The Fault Line of Faith
The first fault line is faith. During the enlightenment, people began to abandon superstition as an explanation of the world around them, replacing it with reason. They gained confidence that the scientific method would ultimately reveal truth and the path to progress. We have entered an age when we are no longer comfortable that the scientific method will lead to the ultimate truth or that it will always lead to progress.
Nobel laureate Charles Townes (who we are proud is from Greenville, SC) recently won the Templeton Prize. Below is a Wall Street Journal editorial he wrote last week, discussing the contrast between science, which explores "what [our world] is and how it works," and faith, which seeks "the purpose of our universe and human life." Dr. Townes is one of a growing population, including me, that does not find belief in science and faith in God to be intellectually inconsistent.
John Paul II believes he shares Christ’s sufferings, first, by bearing the cross of communism as a young man, and now, by bearing the cross of Parkinson’s disease.
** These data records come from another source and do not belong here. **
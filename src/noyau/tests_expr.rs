//! Tests de l'arbre : rendu, clone, évaluation, inverse, variables,
//! moyenne géométrique.
//!
//! Notes :
//! - La validation est DIFFÉRÉE : construire un Op avec un symbole invalide
//!   ou une Var sans valeur doit passer ; seule l'évaluation échoue.
//! - Les comparaisons flottantes passent par une tolérance explicite.

use std::collections::HashSet;

use super::analyser;
use super::erreurs::ErreurExpr;
use super::expr::{Expr, Valeurs};

fn valeurs_xy() -> Valeurs {
    let mut v = Valeurs::new();
    v.insert("x".to_string(), 10.0);
    v.insert("y".to_string(), 27.0);
    v
}

fn assert_proche(a: f64, b: f64) {
    assert!((a - b).abs() < 1e-9, "attendu {b}, obtenu {a}");
}

/* ------------------------ Construction + rendu ------------------------ */

#[test]
fn rendu_feuilles() {
    assert_eq!(Expr::nombre(4.0).to_string(), "4");
    assert_eq!(Expr::nombre(3.5).to_string(), "3.5");
    assert_eq!(Expr::var("x").to_string(), "x");
}

#[test]
fn rendu_infixe_toujours_parenthese() {
    let e = Expr::op(
        Expr::op(Expr::nombre(4.0), "*", Expr::var("x")),
        "+",
        Expr::nombre(1.0),
    );
    assert_eq!(e.to_string(), "((4 * x) + 1)");
}

#[test]
fn rendu_postfixe() {
    let e = Expr::op(
        Expr::op(Expr::nombre(4.0), "*", Expr::var("x")),
        "+",
        Expr::nombre(1.0),
    );
    assert_eq!(e.postfixe(), "4 x * 1 +");
}

#[test]
fn infixe_minimal_retombe_sur_le_rendu_complet() {
    let e = Expr::op(Expr::nombre(1.0), "+", Expr::var("x"));
    assert_eq!(e.infixe_minimal(), e.to_string());
}

#[test]
fn classification() {
    assert!(Expr::nombre(1.0).est_nombre());
    assert!(Expr::var("x").est_var());
    assert!(Expr::op(Expr::nombre(1.0), "+", Expr::nombre(2.0)).est_operateur());
    assert!(!Expr::var("x").est_nombre());
}

/* ------------------------ Clone ------------------------ */

#[test]
fn clone_structurel_et_independant() {
    let e = Expr::op(
        Expr::op(Expr::var("x"), "^", Expr::nombre(2.0)),
        "-",
        Expr::var("y"),
    );
    let copie = e.clone();

    // égalité structurelle
    assert_eq!(copie, e);

    // indépendance : consommer l'original dans un arbre plus grand
    // ne touche pas la copie
    let plus_grand = Expr::op(e, "+", Expr::nombre(1.0));
    assert_eq!(copie.to_string(), "((x ^ 2) - y)");
    assert_eq!(plus_grand.to_string(), "(((x ^ 2) - y) + 1)");
}

/* ------------------------ Évaluation ------------------------ */

#[test]
fn evaluation_cinq_operateurs() {
    let v = Valeurs::new();
    let cas = [("2 + 3", 5.0), ("2 - 3", -1.0), ("2 * 3", 6.0), ("2 / 4", 0.5), ("2 ^ 10", 1024.0)];
    for (texte, attendu) in cas {
        let e = analyser(texte).unwrap();
        assert_proche(e.evaluer(&v).unwrap(), attendu);
    }
}

#[test]
fn evaluation_concrete() {
    // 4*10 + 27/9 + 12 = 55
    let e = analyser("4*x + y/9 + 12").unwrap();
    assert_proche(e.evaluer(&valeurs_xy()).unwrap(), 55.0);
}

#[test]
fn division_par_zero_suit_la_semantique_f64() {
    // pas une erreur : inf (resp. NaN pour 0/0)
    let v = Valeurs::new();
    let inf = analyser("1 / 0").unwrap().evaluer(&v).unwrap();
    assert!(inf.is_infinite() && inf > 0.0);

    let nan = analyser("0 / 0").unwrap().evaluer(&v).unwrap();
    assert!(nan.is_nan());
}

#[test]
fn variable_libre_echoue_distinctement() {
    let e = Expr::op(Expr::var("z"), "+", Expr::nombre(1.0));
    let err = e.evaluer(&valeurs_xy()).unwrap_err();
    assert_eq!(err, ErreurExpr::VariableLibre("z".to_string()));
}

#[test]
fn operateur_invalide_detecte_seulement_a_l_evaluation() {
    // la construction et le rendu passent...
    let e = Expr::op(Expr::nombre(1.0), "%", Expr::nombre(2.0));
    assert_eq!(e.to_string(), "(1 % 2)");

    // ...seule l'évaluation échoue
    let err = e.evaluer(&Valeurs::new()).unwrap_err();
    assert_eq!(err, ErreurExpr::OperateurInconnu("%".to_string()));
}

/* ------------------------ Inverse ------------------------ */

#[test]
fn inverse_nombre() {
    let e = Expr::nombre(7.0).inverse();
    assert_eq!(e, Expr::nombre(1.0 / 7.0));
    assert_proche(e.evaluer(&Valeurs::new()).unwrap(), 1.0 / 7.0);
}

#[test]
fn inverse_division_echange_les_enfants() {
    let e = analyser("x / 10").unwrap().inverse();
    assert_eq!(e, analyser("10 / x").unwrap());

    let mut v = Valeurs::new();
    v.insert("x".to_string(), 4.0);
    assert_proche(e.evaluer(&v).unwrap(), 2.5);
}

#[test]
fn inverse_cas_general_enveloppe_dans_une_division() {
    let e = Expr::var("x").inverse();
    assert_eq!(e, Expr::op(Expr::nombre(1.0), "/", Expr::var("x")));

    let somme = analyser("x + 1").unwrap();
    assert_eq!(somme.inverse().to_string(), "(1 / (x + 1))");
}

#[test]
fn inverse_double_est_l_identite_en_valeur() {
    let v = valeurs_xy();
    for texte in ["7", "x / 10", "4*x + y/9 + 12", "x ^ 2"] {
        let e = analyser(texte).unwrap();
        let double = e.inverse().inverse();
        assert_proche(double.evaluer(&v).unwrap(), e.evaluer(&v).unwrap());
    }
}

/* ------------------------ Variables ------------------------ */

#[test]
fn collecte_des_variables() {
    let e = analyser("4*x + y/9 + 12").unwrap();
    let attendu: HashSet<String> = ["x", "y"].iter().map(|s| s.to_string()).collect();
    assert_eq!(e.variables(), attendu);
}

#[test]
fn collecte_sans_doublons_ni_nombres() {
    let e = analyser("x * x + y - x").unwrap();
    let attendu: HashSet<String> = ["x", "y"].iter().map(|s| s.to_string()).collect();
    assert_eq!(e.variables(), attendu);

    assert!(analyser("1 + 2 * 3").unwrap().variables().is_empty());
}

/* ------------------------ Moyenne géométrique ------------------------ */

#[test]
fn moyenne_geometrique_vide() {
    let e = Expr::moyenne_geometrique(&[]);
    assert_eq!(e, Expr::nombre(0.0));
    assert_proche(e.evaluer(&Valeurs::new()).unwrap(), 0.0);
}

#[test]
fn moyenne_geometrique_singleton() {
    // x ^ (1/1) = x
    let e = Expr::moyenne_geometrique(&[42.0]);
    assert_eq!(e.to_string(), "(42 ^ 1)");
    assert_proche(e.evaluer(&Valeurs::new()).unwrap(), 42.0);
}

#[test]
fn moyenne_geometrique_produit_associe_a_gauche() {
    let e = Expr::moyenne_geometrique(&[4.0, 9.0, 3.0, 7.0, 6.0]);
    assert_eq!(e.to_string(), "(((((4 * 9) * 3) * 7) * 6) ^ 0.2)");
}

#[test]
fn moyenne_geometrique_valeur() {
    // racine cinquième de 4*9*3*7*6 = 4536
    let e = Expr::moyenne_geometrique(&[4.0, 9.0, 3.0, 7.0, 6.0]);
    let attendu = 4536f64.powf(1.0 / 5.0);
    assert_proche(e.evaluer(&Valeurs::new()).unwrap(), attendu);
}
The Pope’s acceptance of his burdens as gifts from God to enhance his spiritual growth, and the inspiration his witness provides billions of people worldwide, challenges the notions of "happiness" that we discussed last week.
While faith can be inspiring, we are threatened by various sects of religious fundamentalism around the world, each claiming to have a unique and exclusive revelation of truth. This certainty about things transcendent creates anxiety in the rest of us, and seems to create hostility in at least some of those who hold these views and feel threatened by a secular culture. The tension between perceptions of faith as a light for the world or an opiate of the masses underpins much of the cultural war occurring in the United States as well as around the world.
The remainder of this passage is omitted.